The National Association of Adoptees and Parents hosts “Adoptee Paths to Recovery” meetings on line. The next one is May 17. Here’s the link: https://naapunited.org/adoptee-paths-to-recovery
Paul Sunderland gave a valuable lecture on “Adoption and Addiction.” Many folks consider it to be one of the best talks ever on the issue.
Join me in becoming an advocate for information, and for increased awareness of suicide prevention within the adoption community. A good resource, though not adoption-specific, is the recent podcast “What Do Parents Need to Know About Suicide?” from “Ask Lisa: the psychology of parenting.” The guest is Dr. Jonathan Singer, co-author of Suicide in Schools: A Practitioner’s Guide to Multi-Level Prevention, Assessment, Intervention, and Postvention. The podcast is less than a half hour long, and includes several useful points: Most suicides occur in the springtime and fall, not around holidays. Cutting can be a step toward suicide, but not always by any means. Sleep is one of the most important needs of teenagers.
Dr. Singer noted that suicides are increasing among Native American/Indigenous, Black, and Latino individuals. That said, white middle aged men have the highest rate of suicide. (There may be no correlation whatsoever here, but it may be interesting to consider that many transracial adoptees have white, middle aged adoptive fathers.)

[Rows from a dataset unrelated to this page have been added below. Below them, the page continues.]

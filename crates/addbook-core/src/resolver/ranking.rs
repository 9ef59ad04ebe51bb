//! Edition filtering and ranking

use crate::date::parse_date;
use crate::domain::Edition;
use chrono::NaiveDate;
use lazy_static::lazy_static;
use std::collections::HashMap;

/// Physical formats that count as a printed book, most preferred first.
/// The empty string stands for an edition with no recorded format.
pub const ALLOWED_FORMATS: [&str; 7] = [
    "paperback",
    "hardback",
    "hardcover",
    "softback",
    "perfect paperback",
    "book",
    "",
];

lazy_static! {
    static ref FORMAT_PRIORITY: HashMap<&'static str, usize> = ALLOWED_FORMATS
        .iter()
        .enumerate()
        .map(|(rank, format)| (*format, rank))
        .collect();
}

/// Position of the edition's format in [`ALLOWED_FORMATS`], `None` if excluded.
pub fn format_rank(edition: &Edition) -> Option<usize> {
    FORMAT_PRIORITY.get(edition.format_key().as_str()).copied()
}

/// Sort key: format rank, then publication date (earliest first).
pub fn rank_key(edition: &Edition) -> Option<(usize, NaiveDate)> {
    let rank = format_rank(edition)?;
    let date = parse_date(edition.publish_date.as_deref().unwrap_or(""));
    Some((rank, date))
}

/// Stable-sort editions by [`rank_key`]. Editions with an excluded format
/// are dropped, never ranked last.
pub fn rank_editions(editions: Vec<Edition>) -> Vec<Edition> {
    let mut keyed: Vec<((usize, NaiveDate), Edition)> = editions
        .into_iter()
        .filter_map(|edition| Some((rank_key(&edition)?, edition)))
        .collect();
    keyed.sort_by_key(|(key, _)| *key);
    keyed.into_iter().map(|(_, edition)| edition).collect()
}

I invite you to join me in this bit of advocacy: every time you see a tweet or a post about a suicide-related podcast or report, ask the speakers/writers to consider and promote research about the intersection of depression/suicide with adoption. You can cite the 2013 American Academy of Pediatrics report that found adoptees were four times more likely to attempt suicide than non-adoptees. The adoption community needs much more and current information. Urge researchers, podcast hosts, writers, scholars, therapists, and doctors to speak out about this need.
Here’s what I tweeted to the Ask Lisa (@LDamour) podcast: “A strong podcast for parents of teens. Valuable info. That said: We need much more current research in the #adoption community re the intersection btwn adoption & #depression/#suicide“
I also invite you to advocate for suicide prevention training in schools. Elementary and high schools can be strong partners in suicide prevention. If your child attends school, ask the administration to provide a suicide prevention training for students, or a PTA program about suicide prevention. Information about trainings for schools is available from the Suicide Prevention Research Center, as well as “K-12 School Suicide Prevention” from the American Foundation for Suicide Prevention.
Also, if you are an adoptive parent, as I am, use your place in the adoption community to wholeheartedly uplift adoptee voices and lived experiences. Promote the wisdom of adoptees. Share their websites and research, their Twitter handles, and their publications and posts. Read #adopteetwitter and #adopteevoices. You can learn a great deal from a variety of adopted adults. Don’t feel compelled to comment—read and learn.
There is no magic wand around suicide prevention. There are, though, increasing numbers of resources, and reasons to be hopeful.